"Crime ligado ao terrorismo com móbil ideológico"
Como afirmámos a 21 de Março, o arremesso de um artefacto incendiário (um “cocktail molotov”) contra a Marcha pela Vida tratava-se de um crime ligado ao terrorismo.
Sabemos agora que, de acordo com a PJ, estamos perante a “tentativa da prática dos crimes de infracções terroristas, detenção de arma proibida, incêndio, explosão e outras condutas especialmente perigosas e de ofensas à integridade física grave”.
Acresce que no cumprimento de um mandado de detenção e de um mandado de busca e apreensão, no qual foram apreendidos diversos elementos denunciadores de um móbil ideológico.
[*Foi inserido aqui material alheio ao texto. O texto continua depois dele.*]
//! Application configuration loaded from environment variables.
//!
//! Endpoints default to the public Reya production URLs and can be
//! overridden with:
//! - `REYA_WEBSOCKET_URL` — WebSocket v2 feed endpoint
//! - `REYA_REST_URL` — REST API base used for candle history

use std::time::Duration;

/// Default public WebSocket endpoint.
const DEFAULT_WEBSOCKET_URL: &str = "wss://ws.reya.xyz";

/// Default REST API base URL.
const DEFAULT_REST_URL: &str = "https://api.reya.xyz/v2";

/// Market shown when no symbol has been selected yet.
pub const DEFAULT_SYMBOL: &str = "BTCRUSDPERP";

/// Top-level application configuration.
#[derive(Debug)]
pub struct AppConfig {
    pub reya: ReyaConfig,
}

/// Reya-specific endpoint values.
#[derive(Debug, Clone)]
pub struct ReyaConfig {
    pub websocket_url: String,
    pub rest_url: String,
}

/// Engine tunables. The defaults match the production trading interface.
#[derive(Debug, Clone)]
pub struct FeedSettings {
    /// Initial reconnect backoff delay.
    pub reconnect_base: Duration,
    /// Backoff ceiling; delays double up to this value.
    pub reconnect_max: Duration,
    /// Levels kept per order book side.
    pub book_depth: usize,
    /// Executions kept in the trade tape.
    pub tape_capacity: usize,
    /// Full candle-history page size; a shorter page means end of history.
    pub history_page_size: usize,
}

impl Default for FeedSettings {
    fn default() -> Self {
        Self {
            reconnect_base: Duration::from_secs(1),
            reconnect_max: Duration::from_secs(30),
            book_depth: 15,
            tape_capacity: 100,
            history_page_size: 200,
        }
    }
}

/// Loads the application configuration from environment variables.
///
/// # Errors
///
/// Returns [`RillError::Config`](crate::RillError::Config) if an override
/// is present but carries the wrong URL scheme.
pub fn fetch_config() -> crate::Result<AppConfig> {
    let websocket_url =
        non_empty_var("REYA_WEBSOCKET_URL").unwrap_or_else(|| DEFAULT_WEBSOCKET_URL.to_string());
    let rest_url = non_empty_var("REYA_REST_URL").unwrap_or_else(|| DEFAULT_REST_URL.to_string());

    if !websocket_url.starts_with("ws://") && !websocket_url.starts_with("wss://") {
        return Err(crate::RillError::Config(format!(
            "REYA_WEBSOCKET_URL must be a ws:// or wss:// URL, got {websocket_url}"
        )));
    }
    if !rest_url.starts_with("http://") && !rest_url.starts_with("https://") {
        return Err(crate::RillError::Config(format!(
            "REYA_REST_URL must be an http:// or https:// URL, got {rest_url}"
        )));
    }

    Ok(AppConfig {
        reya: ReyaConfig {
            websocket_url,
            rest_url,
        },
    })
}

/// Returns the value of an environment variable if it exists and is non-empty.
fn non_empty_var(name: &str) -> Option<String> {
    std::env::var(name).ok().filter(|s| !s.is_empty())
}

#[cfg(test)]
mod tests {
    use super::*;

    /// Helper that temporarily sets env vars, runs `f`, then restores originals.
    ///
    /// # Safety
    ///
    /// Tests using this helper must run with `--test-threads=1` or otherwise
    /// ensure no other threads read these env vars concurrently.
    fn with_env<F: FnOnce()>(vars: &[(&str, Option<&str>)], f: F) {
        let originals: Vec<(&str, Option<String>)> = vars
            .iter()
            .map(|(k, _)| (*k, std::env::var(k).ok()))
            .collect();

        for (k, v) in vars {
            // SAFETY: config tests run single-threaded (see test runner config).
            unsafe {
                match v {
                    Some(val) => std::env::set_var(k, val),
                    None => std::env::remove_var(k),
                }
            }
        }

        f();

        for (k, original) in originals {
            // SAFETY: restoring original values, same single-threaded context.
            unsafe {
                match original {
                    Some(val) => std::env::set_var(k, val),
                    None => std::env::remove_var(k),
                }
            }
        }
    }

    #[test]
    fn defaults_without_env_vars() {
        with_env(
            &[("REYA_WEBSOCKET_URL", None), ("REYA_REST_URL", None)],
            || {
                let config = fetch_config().unwrap();
                assert_eq!(config.reya.websocket_url, DEFAULT_WEBSOCKET_URL);
                assert_eq!(config.reya.rest_url, DEFAULT_REST_URL);
            },
        );
    }

    #[test]
    fn custom_endpoints() {
        with_env(
            &[
                ("REYA_WEBSOCKET_URL", Some("wss://staging.example.com")),
                ("REYA_REST_URL", Some("https://staging.example.com/v2")),
            ],
            || {
                let config = fetch_config().unwrap();
                assert_eq!(config.reya.websocket_url, "wss://staging.example.com");
                assert_eq!(config.reya.rest_url, "https://staging.example.com/v2");
            },
        );
    }

    #[test]
    fn rejects_non_websocket_scheme() {
        with_env(
            &[
                ("REYA_WEBSOCKET_URL", Some("https://ws.reya.xyz")),
                ("REYA_REST_URL", None),
            ],
            || {
                let err = fetch_config().unwrap_err();
                assert!(err.to_string().contains("ws:// or wss://"));
            },
        );
    }

    #[test]
    fn rejects_non_http_rest_scheme() {
        with_env(
            &[
                ("REYA_WEBSOCKET_URL", None),
                ("REYA_REST_URL", Some("ftp://api.reya.xyz")),
            ],
            || {
                let err = fetch_config().unwrap_err();
                assert!(err.to_string().contains("http:// or https://"));
            },
        );
    }

    #[test]
    fn empty_values_treated_as_absent() {
        with_env(
            &[("REYA_WEBSOCKET_URL", Some("")), ("REYA_REST_URL", Some(""))],
            || {
                let config = fetch_config().unwrap();
                assert_eq!(config.reya.websocket_url, DEFAULT_WEBSOCKET_URL);
                assert_eq!(config.reya.rest_url, DEFAULT_REST_URL);
            },
        );
    }

    #[test]
    fn default_settings_match_production_interface() {
        let settings = FeedSettings::default();
        assert_eq!(settings.reconnect_base, Duration::from_secs(1));
        assert_eq!(settings.reconnect_max, Duration::from_secs(30));
        assert_eq!(settings.book_depth, 15);
        assert_eq!(settings.tape_capacity, 100);
        assert_eq!(settings.history_page_size, 200);
    }
}
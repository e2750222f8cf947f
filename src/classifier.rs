//! Tick intent classification.
//!
//! Labels each trade print with an intent tag by comparing the execution
//! against the best-level quote snapshot:
//!
//! - **Aggressive** prints cross the quote (liquidity-taking): a buy at or
//!   through the ask, a sell at or through the bid.
//! - **Defensive** prints execute against a resting "wall" — a quote level
//!   whose volume is far above typical depth.
//! - Prints below the large-order threshold are tagged `SMALL_*` and carry
//!   zero weight on their own; they only matter once aggregated into
//!   synthetic orders.
//!
//! Classification is a pure function of the tick and the configured
//! thresholds. Malformed ticks degrade to `NOISE` and missing quote
//! context degrades to a direction-only fallback; neither raises.

use crate::config::AnalysisConfig;
use crate::cost::WeightMap;
use crate::types::{Direction, Tick};
use serde::{Deserialize, Serialize};

/// Intent label for a single trade print.
#[derive(Debug, Clone, Copy, PartialEq, Eq, Hash, Serialize, Deserialize)]
pub enum Label {
    /// Large buy crossing the quote.
    AggBuy,
    /// Large buy absorbed by a resting bid wall.
    DefBuy,
    /// Large sell crossing the quote.
    AggSell,
    /// Large sell absorbed by a resting ask wall.
    DefSell,
    /// Buy below the large-order threshold.
    SmallBuy,
    /// Sell below the large-order threshold.
    SmallSell,
    /// Unclassifiable or malformed.
    Noise,
}

impl Label {
    /// Whether this label routes to the buy-side buffer.
    pub fn is_buy_side(self) -> bool {
        matches!(self, Label::AggBuy | Label::DefBuy | Label::SmallBuy)
    }

    /// Whether this label routes to the sell-side buffer.
    pub fn is_sell_side(self) -> bool {
        matches!(self, Label::AggSell | Label::DefSell | Label::SmallSell)
    }

    /// Whether this is an aggressive (quote-crossing) label.
    pub fn is_aggressive(self) -> bool {
        matches!(self, Label::AggBuy | Label::AggSell)
    }

    /// Whether this is a defensive (wall-absorbing) label.
    pub fn is_defensive(self) -> bool {
        matches!(self, Label::DefBuy | Label::DefSell)
    }
}

/// Output of [`TickClassifier::classify`].
#[derive(Debug, Clone, Copy, PartialEq)]
pub struct Classification {
    /// Intent label.
    pub label: Label,

    /// Base weight of the label (before any synthetic-order confidence).
    pub base_weight: f64,

    /// Set when a large directional print had to fall back to
    /// direction-only classification because quote context was absent.
    pub quote_missing: bool,
}

/// Classifies trade prints against quote context.
///
/// Pure and stateless: identical inputs always yield identical labels,
/// which is what makes session replay deterministic.
#[derive(Debug, Clone)]
pub struct TickClassifier {
    big_order_threshold: f64,
    wall_threshold: u64,
    weights: WeightMap,
}

impl TickClassifier {
    /// Create a classifier with explicit thresholds.
    pub fn new(big_order_threshold: f64, wall_threshold: u64, weights: WeightMap) -> Self {
        Self {
            big_order_threshold,
            wall_threshold,
            weights,
        }
    }

    /// Create a classifier from an analysis configuration.
    pub fn from_config(config: &AnalysisConfig) -> Self {
        Self::new(
            config.big_order_threshold,
            config.wall_threshold,
            config.weights.clone(),
        )
    }

    /// Classify a single tick.
    ///
    /// Decision order: malformedness, size, then intent against the quote.
    /// A locked market (`price == bid1 == ask1`) resolves to the defensive
    /// side before the crossing test fires.
    pub fn classify(&self, tick: &Tick) -> Classification {
        if tick.fault().is_some() {
            return self.tag(Label::Noise, false);
        }

        if tick.amount < self.big_order_threshold {
            let label = match tick.direction {
                Direction::Buy => Label::SmallBuy,
                Direction::Sell => Label::SmallSell,
                Direction::Neutral => Label::Noise,
            };
            return self.tag(label, false);
        }

        match tick.direction {
            Direction::Buy => self.classify_large_buy(tick),
            Direction::Sell => self.classify_large_sell(tick),
            // Large prints with unknown direction stay out of the
            // statistics rather than polluting either side.
            Direction::Neutral => self.tag(Label::Noise, false),
        }
    }

    fn classify_large_buy(&self, tick: &Tick) -> Classification {
        let (bid, ask) = match (tick.bid1_price, tick.ask1_price) {
            (Some(bid), Some(ask)) => (bid, ask),
            // No quote context: we cannot prove passivity, so a large
            // active buy counts as aggressive.
            _ => {
                log::debug!(
                    "{}: large buy at {} without quote context, assuming aggressive",
                    tick.symbol,
                    tick.price
                );
                return self.tag(Label::AggBuy, true);
            }
        };

        // Locked market: resolve to the defensive side.
        if bid == ask && tick.price == bid {
            return self.tag(Label::DefBuy, false);
        }

        if tick.price >= ask {
            return self.tag(Label::AggBuy, false);
        }

        if tick.price <= bid && tick.bid1_volume.unwrap_or(0) >= self.wall_threshold {
            return self.tag(Label::DefBuy, false);
        }

        if (tick.price - ask).abs() < (tick.price - bid).abs() {
            self.tag(Label::AggBuy, false)
        } else {
            self.tag(Label::DefBuy, false)
        }
    }

    fn classify_large_sell(&self, tick: &Tick) -> Classification {
        let (bid, ask) = match (tick.bid1_price, tick.ask1_price) {
            (Some(bid), Some(ask)) => (bid, ask),
            _ => {
                log::debug!(
                    "{}: large sell at {} without quote context, assuming aggressive",
                    tick.symbol,
                    tick.price
                );
                return self.tag(Label::AggSell, true);
            }
        };

        if bid == ask && tick.price == ask {
            return self.tag(Label::DefSell, false);
        }

        if tick.price <= bid {
            return self.tag(Label::AggSell, false);
        }

        if tick.price >= ask && tick.ask1_volume.unwrap_or(0) >= self.wall_threshold {
            return self.tag(Label::DefSell, false);
        }

        if (tick.price - bid).abs() < (tick.price - ask).abs() {
            self.tag(Label::AggSell, false)
        } else {
            self.tag(Label::DefSell, false)
        }
    }

    fn tag(&self, label: Label, quote_missing: bool) -> Classification {
        Classification {
            label,
            base_weight: self.weights.label_weight(label),
            quote_missing,
        }
    }
}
Como afirmámos na altura e reiteramos, a violência e o ódio ideológico prescritos pela extrema-esquerda são a expressão coerente de um projecto que não tolera quem pensa diferente. Todo aquele que não se encaixa no padrão da esquerda é um “fascista”. E, como nós sabemos, eles encontram “beleza em matar fascistas”.
O detido será hoje presente ao Tribunal Central de Instrução Criminal de Lisboa para novo interrogatório judicial tendo em vista a aplicação de adequadas medidas de coacção.